El núcleo crítico de su análisis se sitúa en la política criminal. El alcalde es contundente: capturar al delincuente de base el eslabón más débil no desarticula estructuras criminales. La lucha contra el delito exige atacar toda la cadena, desde el autor material hasta las redes que sostienen economías ilegales. No obstante, esta intención choca con limitaciones estructurales: fiscales con cargas de hasta 1.500 casos, déficit presupuestal en la rama judicial cercano a los 5 billones de pesos y una baja probabilidad de sanción efectiva. El dato es revelador: de aproximadamente 33.000 denuncias por hurto de celulares, solo unas 280 terminan en sanción. Este nivel de impunidad no solo erosiona la confianza institucional, sino que incentiva la consolidación de carreras criminales.
El Alcalde introduce un punto de alta sensibilidad: la progresividad del delito. La ausencia de sanción permite que el delincuente escale en violencia, pasando de hurtos simples a homicidios. Casos concretos ilustran cómo el sistema falla en interrumpir esa trayectoria. A ello se suma una débil valoración del riesgo en decisiones judiciales, donde antecedentes sin sanción efectiva no inciden en medidas restrictivas, permitiendo que individuos reincidentes permanezcan en libertad.
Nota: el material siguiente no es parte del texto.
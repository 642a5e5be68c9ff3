//! Embedding provider trait and factory.

use qabase_core::{AppError, AppResult, EmbeddingSettings};
use std::sync::Arc;

/// Trait for embedding providers.
#[async_trait::async_trait]
pub trait EmbeddingProvider: Send + Sync + std::fmt::Debug {
    /// Get provider name (e.g., "hashing", "ollama")
    fn provider_name(&self) -> &str;

    /// Get model identifier
    fn model_name(&self) -> &str;

    /// Get embedding dimensions
    fn dimensions(&self) -> usize;

    /// Generate embeddings for multiple texts, one vector per text in order.
    async fn embed_batch(&self, texts: &[String]) -> AppResult<Vec<Vec<f32>>>;

    /// Generate embedding for a single text (convenience method).
    async fn embed(&self, text: &str) -> AppResult<Vec<f32>> {
        let mut results = self.embed_batch(&[text.to_string()]).await?;
        results
            .pop()
            .ok_or_else(|| AppError::Embedding("No embedding returned".to_string()))
    }
}

/// Create an embedding provider based on configuration.
pub async fn create_provider(settings: &EmbeddingSettings) -> AppResult<Arc<dyn EmbeddingProvider>> {
    match settings.provider.as_str() {
        "hashing" => Ok(Arc::new(super::HashingProvider::new(settings.dimensions))),

        "ollama" => {
            let provider = super::OllamaProvider::new(settings).await?;
            Ok(Arc::new(provider))
        }

        _ => Err(AppError::Config(format!(
            "Unknown embedding provider: '{}'. Supported providers: hashing, ollama",
            settings.provider
        ))),
    }
}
Otro eje fundamental es la crítica al populismo punitivo. El alcalde coincide en que aumentar penas no resuelve el problema si no se incrementa la probabilidad de sanción. Incluso plantea la necesidad de replantear qué conductas deben implicar privación de la libertad y cuáles requieren sanciones alternativas, siempre bajo el principio de efectividad. En paralelo, advierte con preocupación sobre discursos que minimizan el delito desde el nivel nacional, lo cual, en su criterio, debilita la legitimidad del sistema y afecta la moral de los operadores de justicia.
El sistema carcelario aparece como un eslabón crítico. El hacinamiento, la falta de condiciones dignas y la ausencia de procesos reales de resocialización convierten las cárceles en escuelas del crimen. La paradoja es evidente: muchos delincuentes ingresan con conductas menores y salen con mayor capacidad delictiva. Esto representa no solo una falla frente a la sociedad, sino también frente al propio individuo que el Estado no logra reinsertar.
Finalmente, Galán subraya la necesidad de ajustes estructurales, mayor articulación institucional, uso eficiente de tecnología, agilidad en el acceso a información clave para investigaciones y fortalecimiento de capacidades operativas. La frustración ciudadana, que ya se traduce en fenómenos de justicia por mano propia, es una señal de alarma sobre la pérdida de confianza en el sistema.
En conclusión, el diagnóstico presentado no es exclusivo de Bogotá; es el reflejo de una política criminal fragmentada, con debilidades en prevención, investigación, judicialización y resocialización. La intervención del alcalde no solo expone falencias, sino que plantea una hoja de ruta: abandonar soluciones simplistas, fortalecer el sistema integralmente y recuperar la credibilidad institucional. Lo que está en juego no es únicamente la seguridad urbana, sino la capacidad del Estado para garantizar orden, justicia y legitimidad en todo el territorio nacional.